■ Stored items from a collection

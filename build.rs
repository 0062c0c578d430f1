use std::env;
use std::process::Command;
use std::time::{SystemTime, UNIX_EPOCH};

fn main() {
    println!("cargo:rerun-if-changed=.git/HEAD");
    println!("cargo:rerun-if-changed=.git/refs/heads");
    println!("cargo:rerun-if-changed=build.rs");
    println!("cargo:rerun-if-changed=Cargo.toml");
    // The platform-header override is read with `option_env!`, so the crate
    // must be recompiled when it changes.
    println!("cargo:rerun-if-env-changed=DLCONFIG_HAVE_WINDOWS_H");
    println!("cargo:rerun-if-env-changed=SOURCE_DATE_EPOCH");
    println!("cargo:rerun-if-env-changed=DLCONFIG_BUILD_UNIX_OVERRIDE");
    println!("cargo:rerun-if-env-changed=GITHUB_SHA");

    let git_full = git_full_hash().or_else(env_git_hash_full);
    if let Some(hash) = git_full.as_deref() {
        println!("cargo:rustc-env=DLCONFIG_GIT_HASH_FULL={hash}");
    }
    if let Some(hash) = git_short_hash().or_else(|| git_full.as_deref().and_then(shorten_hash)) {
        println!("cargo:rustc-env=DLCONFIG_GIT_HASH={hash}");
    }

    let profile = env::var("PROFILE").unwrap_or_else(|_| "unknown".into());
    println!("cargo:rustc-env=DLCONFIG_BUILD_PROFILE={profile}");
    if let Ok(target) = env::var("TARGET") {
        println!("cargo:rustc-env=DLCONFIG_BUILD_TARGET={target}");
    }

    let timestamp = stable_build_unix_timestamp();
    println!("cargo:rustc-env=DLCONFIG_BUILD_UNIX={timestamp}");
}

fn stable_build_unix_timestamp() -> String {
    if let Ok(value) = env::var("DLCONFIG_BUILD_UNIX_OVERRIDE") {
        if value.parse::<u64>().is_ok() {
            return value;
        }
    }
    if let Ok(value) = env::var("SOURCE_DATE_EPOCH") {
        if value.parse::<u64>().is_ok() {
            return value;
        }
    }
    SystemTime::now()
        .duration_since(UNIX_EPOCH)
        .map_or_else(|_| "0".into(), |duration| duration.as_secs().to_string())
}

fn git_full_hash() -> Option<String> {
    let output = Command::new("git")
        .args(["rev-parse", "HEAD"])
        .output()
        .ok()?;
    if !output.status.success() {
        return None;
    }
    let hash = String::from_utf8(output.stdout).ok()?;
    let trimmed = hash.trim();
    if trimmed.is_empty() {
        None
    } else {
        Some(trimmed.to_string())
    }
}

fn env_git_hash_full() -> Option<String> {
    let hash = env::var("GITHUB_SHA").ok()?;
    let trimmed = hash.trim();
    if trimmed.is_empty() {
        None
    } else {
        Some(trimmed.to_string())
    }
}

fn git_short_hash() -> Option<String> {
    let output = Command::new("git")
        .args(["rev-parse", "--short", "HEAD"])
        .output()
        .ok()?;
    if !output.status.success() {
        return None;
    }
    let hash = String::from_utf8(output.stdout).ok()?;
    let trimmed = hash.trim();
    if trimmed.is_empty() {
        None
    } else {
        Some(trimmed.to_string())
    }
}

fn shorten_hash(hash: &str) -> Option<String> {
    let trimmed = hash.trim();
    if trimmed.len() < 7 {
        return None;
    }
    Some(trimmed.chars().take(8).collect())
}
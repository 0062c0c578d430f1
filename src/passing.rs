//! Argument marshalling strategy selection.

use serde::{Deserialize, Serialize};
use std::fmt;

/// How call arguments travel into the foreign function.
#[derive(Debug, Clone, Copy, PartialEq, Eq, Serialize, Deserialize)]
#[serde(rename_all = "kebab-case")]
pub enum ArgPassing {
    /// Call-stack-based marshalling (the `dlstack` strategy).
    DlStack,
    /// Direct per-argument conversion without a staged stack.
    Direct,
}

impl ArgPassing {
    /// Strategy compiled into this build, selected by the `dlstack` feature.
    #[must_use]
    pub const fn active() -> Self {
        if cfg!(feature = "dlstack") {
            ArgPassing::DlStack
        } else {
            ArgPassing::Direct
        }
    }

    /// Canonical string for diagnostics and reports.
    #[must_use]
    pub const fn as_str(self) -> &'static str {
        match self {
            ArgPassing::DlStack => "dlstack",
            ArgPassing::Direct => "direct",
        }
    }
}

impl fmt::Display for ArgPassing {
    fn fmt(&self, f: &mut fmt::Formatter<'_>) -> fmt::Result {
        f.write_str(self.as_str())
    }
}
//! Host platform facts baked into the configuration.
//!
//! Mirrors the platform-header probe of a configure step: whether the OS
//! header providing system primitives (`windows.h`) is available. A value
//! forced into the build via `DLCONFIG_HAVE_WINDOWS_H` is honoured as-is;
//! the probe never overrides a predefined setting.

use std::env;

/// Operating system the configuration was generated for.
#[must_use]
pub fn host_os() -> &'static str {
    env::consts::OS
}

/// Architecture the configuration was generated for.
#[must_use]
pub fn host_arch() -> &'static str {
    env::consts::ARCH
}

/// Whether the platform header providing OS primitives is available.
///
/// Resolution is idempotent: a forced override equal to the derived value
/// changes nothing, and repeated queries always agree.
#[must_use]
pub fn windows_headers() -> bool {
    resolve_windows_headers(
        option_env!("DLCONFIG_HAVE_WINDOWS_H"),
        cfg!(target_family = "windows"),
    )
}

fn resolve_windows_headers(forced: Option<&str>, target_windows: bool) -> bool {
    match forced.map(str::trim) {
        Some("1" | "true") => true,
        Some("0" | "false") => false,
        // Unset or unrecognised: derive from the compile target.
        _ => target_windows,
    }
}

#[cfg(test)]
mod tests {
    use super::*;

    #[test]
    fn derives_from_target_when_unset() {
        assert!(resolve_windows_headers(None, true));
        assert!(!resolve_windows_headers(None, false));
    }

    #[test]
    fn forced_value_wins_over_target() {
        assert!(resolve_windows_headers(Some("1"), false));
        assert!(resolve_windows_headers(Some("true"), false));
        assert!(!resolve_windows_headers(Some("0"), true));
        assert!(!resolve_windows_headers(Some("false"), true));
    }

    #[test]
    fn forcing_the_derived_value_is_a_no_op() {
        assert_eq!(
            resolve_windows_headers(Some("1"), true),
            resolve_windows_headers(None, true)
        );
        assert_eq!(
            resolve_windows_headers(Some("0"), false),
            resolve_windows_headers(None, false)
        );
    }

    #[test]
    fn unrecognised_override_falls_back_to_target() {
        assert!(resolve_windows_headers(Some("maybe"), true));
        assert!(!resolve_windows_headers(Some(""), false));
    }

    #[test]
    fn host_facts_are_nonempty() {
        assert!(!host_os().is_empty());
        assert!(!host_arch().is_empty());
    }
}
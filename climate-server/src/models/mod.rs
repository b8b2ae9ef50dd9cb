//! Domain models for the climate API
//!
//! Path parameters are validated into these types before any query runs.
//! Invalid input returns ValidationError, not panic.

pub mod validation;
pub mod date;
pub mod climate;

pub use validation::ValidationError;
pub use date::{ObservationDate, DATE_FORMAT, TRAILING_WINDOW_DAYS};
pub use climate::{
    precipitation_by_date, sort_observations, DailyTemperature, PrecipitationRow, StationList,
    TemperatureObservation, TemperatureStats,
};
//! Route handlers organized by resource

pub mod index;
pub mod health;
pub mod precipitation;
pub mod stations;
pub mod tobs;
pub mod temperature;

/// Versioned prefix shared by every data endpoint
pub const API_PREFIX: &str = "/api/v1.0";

■ WORK TO BE COMPLETED
Copy out the lines of the data where the word "true" can be found.

■ YOUR SOLUTION
        Some("1" | "true") => true,
        assert!(resolve_windows_headers(None, true));
        assert!(resolve_windows_headers(Some("true"), false));
        assert!(!resolve_windows_headers(Some("0"), true));
        assert!(!resolve_windows_headers(Some("false"), true));
            resolve_windows_headers(Some("1"), true),
            resolve_windows_headers(None, true)
        assert!(resolve_windows_headers(Some("maybe"), true));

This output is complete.